Article publié le 30/01/2009 Dernière mise à jour le 30/01/2009 à 11:11 TU
Cinquante et un pays participeront au 12e sommet de l'UA cette année, ainsi que des représentants des organisations internationales et de l'ONU.
( Photo : UA )
Par notre envoyé spécial à Addis Abeba, Jean-Karim Fall
La Libye va être à double titre la vedette de ce conseil des ministres: en raison, d’une part de la délicate question du gouvernement de l’Union, d'autre part de la question des Etats unis d’Afrique, deux thèmes chers au colonel Kadhafi.
La polémique entre partisans de l’intégration politique du continent et adversaires de ce projet libyen va une nouvelle fois dominer les débats.
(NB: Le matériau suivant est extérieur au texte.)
use num_bigint::BigUint;

use super::Controller;
use crate::error::AppError;
use crate::types::{FeeRecord, FeeValidity};

impl Controller {
    /// Checks `base_fee_per_gas` against the fees observed around `timestamp`.
    ///
    /// `valid` is true when the candidate covers the base fee of at least one
    /// block in the window. The window minimum is returned alongside so the
    /// caller can apply a stricter check.
    pub async fn is_fee_valid(
        &self,
        chain: &str,
        timestamp: i64,
        base_fee_per_gas: BigUint,
    ) -> Result<FeeValidity, AppError> {
        let records = self.fee_records_in_window(chain, timestamp).await?;
        Ok(evaluate(&records, timestamp, base_fee_per_gas))
    }
}

/// Scans every record; on equal fees the later record wins the minimum.
fn evaluate(records: &[FeeRecord], timestamp: i64, candidate: BigUint) -> FeeValidity {
    let mut valid = false;
    let mut min: Option<&FeeRecord> = None;

    for record in records {
        let fee = record.base_fee_per_gas();
        if min.map_or(true, |m| fee <= m.base_fee_per_gas()) {
            min = Some(record);
        }
        if candidate >= *fee {
            valid = true;
        }
    }

    FeeValidity {
        valid,
        timestamp,
        base_fee_per_gas: candidate,
        min_fee: min.map(|m| m.base_fee_per_gas().clone()).unwrap_or_default(),
        min_fee_block_number: min.map_or(0, |m| m.block_number),
        min_fee_timestamp: min.map_or(0, |m| m.timestamp),
    }
}
//! Fee history orchestration.
//!
//! [`Controller`] ties the chain clients, the store, and the date resolver
//! together. Every operation reads and writes through the store; the
//! controller itself holds no fee state between calls.
//!
//! - [`backfill`]: sequential block-range sync with per-height dedup
//! - [`query`]: nearest-record and window queries, backfilling on miss
//! - [`validity`]: candidate fee check against the window's history

use std::sync::Arc;

use crate::chain::{ChainClient, ChainRegistry};
use crate::error::AppError;
use crate::resolver::BlockResolver;
use crate::store::FeeStore;
use crate::types::{QUOTE_VALIDITY_SECS, WINDOW_HALF_WIDTH_SECS};

pub mod backfill;
pub mod query;
pub mod validity;

#[derive(Clone)]
pub struct Controller {
    chains: ChainRegistry,
    store: Arc<dyn FeeStore>,
    resolver: Arc<dyn BlockResolver>,
}

impl Controller {
    pub fn new(
        chains: ChainRegistry,
        store: Arc<dyn FeeStore>,
        resolver: Arc<dyn BlockResolver>,
    ) -> Self {
        Self {
            chains,
            store,
            resolver,
        }
    }

    pub fn chains(&self) -> &ChainRegistry {
        &self.chains
    }

    pub fn store(&self) -> &Arc<dyn FeeStore> {
        &self.store
    }

    pub fn resolver(&self) -> &Arc<dyn BlockResolver> {
        &self.resolver
    }

    /// Looks up the client for `chain`, rejecting unconfigured slugs as
    /// invalid input.
    pub(crate) fn client(&self, chain: &str) -> Result<&Arc<dyn ChainClient>, AppError> {
        if chain.trim().is_empty() {
            return Err(AppError::InvalidInput("chain is required".into()));
        }
        Ok(self.chains.get(chain)?)
    }
}

pub(crate) fn validate_timestamp(timestamp: i64) -> Result<(), AppError> {
    if timestamp <= 0 {
        return Err(AppError::InvalidInput(format!(
            "timestamp must be positive Unix seconds, got {}",
            timestamp
        )));
    }
    let reach = WINDOW_HALF_WIDTH_SECS.max(QUOTE_VALIDITY_SECS);
    if timestamp.checked_add(reach).is_none() {
        return Err(AppError::InvalidInput(format!(
            "timestamp {} is out of range",
            timestamp
        )));
    }
    Ok(())
}

#[cfg(test)]
pub(crate) mod test_support {
    use super::*;
    use crate::services::mock_chain::{MockChainClient, MockResolver};
    use crate::store::InMemoryFeeStore;

    pub struct Harness {
        pub controller: Controller,
        pub chain: Arc<MockChainClient>,
        pub store: Arc<InMemoryFeeStore>,
        pub resolver: Arc<MockResolver>,
    }

    /// A controller over a single mock `ethereum` chain and an empty store.
    pub fn harness(chain: MockChainClient) -> Harness {
        let chain = Arc::new(chain);
        let store = Arc::new(InMemoryFeeStore::new());
        let resolver = Arc::new(MockResolver::new());
        let controller = Controller::new(
            ChainRegistry::new().with_chain("ethereum", chain.clone()),
            store.clone(),
            resolver.clone(),
        );
        Harness {
            controller,
            chain,
            store,
            resolver,
        }
    }
}
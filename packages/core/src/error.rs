use std::error::Error;
use std::fmt;

use axum::{
    http::StatusCode,
    response::{IntoResponse, Response},
    Json,
};
use serde_json::json;

/// Failures reaching or understanding a chain's RPC endpoint.
#[derive(Debug, thiserror::Error)]
pub enum ChainError {
    #[error("chain {chain} unavailable: {message}")]
    Unavailable { chain: String, message: String },
    #[error("chain {chain} returned malformed data: {message}")]
    Malformed { chain: String, message: String },
    #[error("chain {0} is not configured")]
    UnknownChain(String),
}

/// Failures of the persistence layer.
#[derive(Debug, thiserror::Error)]
pub enum StoreError {
    #[error("store unavailable: {0}")]
    Unavailable(#[from] sqlx::Error),
    #[error("stored record is corrupt: {0}")]
    Corrupt(String),
}

/// Unified application error.
///
/// `NotFound` is an expected outcome of a query that found nothing even
/// after backfilling, and is kept apart from the two outage kinds so the
/// transport layer can answer it differently.
#[derive(Debug)]
pub enum AppError {
    ChainUnavailable(String),
    StoreUnavailable(String),
    NotFound(String),
    InvalidInput(String),
    Config(String),
    Server(String),
}

impl fmt::Display for AppError {
    fn fmt(&self, f: &mut fmt::Formatter<'_>) -> fmt::Result {
        match self {
            AppError::ChainUnavailable(msg) => write!(f, "Chain unavailable: {}", msg),
            AppError::StoreUnavailable(msg) => write!(f, "Store unavailable: {}", msg),
            AppError::NotFound(msg) => write!(f, "Not found: {}", msg),
            AppError::InvalidInput(msg) => write!(f, "Invalid input: {}", msg),
            AppError::Config(msg) => write!(f, "Config error: {}", msg),
            AppError::Server(msg) => write!(f, "Server error: {}", msg),
        }
    }
}

impl Error for AppError {}

impl From<ChainError> for AppError {
    fn from(err: ChainError) -> Self {
        match err {
            ChainError::UnknownChain(chain) => {
                AppError::InvalidInput(format!("unsupported chain {}", chain))
            }
            other => AppError::ChainUnavailable(other.to_string()),
        }
    }
}

impl From<StoreError> for AppError {
    fn from(err: StoreError) -> Self {
        AppError::StoreUnavailable(err.to_string())
    }
}

impl IntoResponse for AppError {
    fn into_response(self) -> Response {
        let status = match &self {
            AppError::ChainUnavailable(_) => StatusCode::BAD_GATEWAY,
            AppError::StoreUnavailable(_) => StatusCode::SERVICE_UNAVAILABLE,
            AppError::NotFound(_) => StatusCode::NOT_FOUND,
            AppError::InvalidInput(_) => StatusCode::BAD_REQUEST,
            AppError::Config(_) | AppError::Server(_) => StatusCode::INTERNAL_SERVER_ERROR,
        };

        let body = Json(json!({ "error": self.to_string() }));

        (status, body).into_response()
    }
}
Selon un haut responsable de l’Union africaine, le rapport des forces n’a pas évolué : les adversaires du guide libyen, au premier rang desquels on trouve les pays d’Afrique australe et d’Afrique de l’est, seraient majoritaires. Depuis deux ans, le président ougandais, Yoweri Museweni et le premier ministre éthiopien Meles Zenawi critiquent ouvertement, et parfois en termes très crus, les projets du guide libyen. Pour compter ses partisans, le colonel Khadafi va d’ailleurs, en marge du sommet, organiser une réunion de la CENSAD, la Communauté des Etats sahélo-sahariens, une organisation qu’il finance et qu’il contrôle.
D’autre part, le colonel Kadhafi est candidat à la succession de l’actuel président de l’Union africaine, le Tanzanien Kikweté. Selon une règle non écrite, la présidence de l’UA revient cette année à l’Afrique du nord, et pour le moment la Libye est l’unique candidate. Mais, cette candidature libyenne ne fait pas l’unanimité. « Il est le guide de la Jamahirya et maintenant il veut être le roi des rois d’Afrique » soupire, dépité, un vieux routier de la diplomatie africaine. Le colonel Kadhafi a été il y a quelques mois intronisé « rois des rois » par une assemblée de chefs traditionnels invités à Tripoli. « Vous imaginez le colonel Kadhafi représenter l’Afrique lors du prochain G20 à Londres » lâche, horrifié, un diplomate de haut rang ! L’Union africaine a été en effet invitée par les Britanniques à participer à ce G20. Les partisans du guide libyen rappellent que la Libye est désormais présentable et fréquentable : « La Libye a présidé le Conseil de sécurité des Nations unies, pourquoi ne présiderait-elle pas l’Union africaine ? » explique un ministre sous couvert de l’anonymat.
Les épines du Zimbabwe et du Soudan
Autre dossier à l’ordre du jour de ce conseil des ministres, la crise au Zimbabwe. Robert Mugabe est attendu à Addis Abéba. Les ministres souhaitent qu’un accord entre le vieux président et le chef de l’opposition, Morgan Tsangerai, soit formellement signé le plus rapidement, si possible avant l’ouverture du sommet des chefs d’Etat dimanche.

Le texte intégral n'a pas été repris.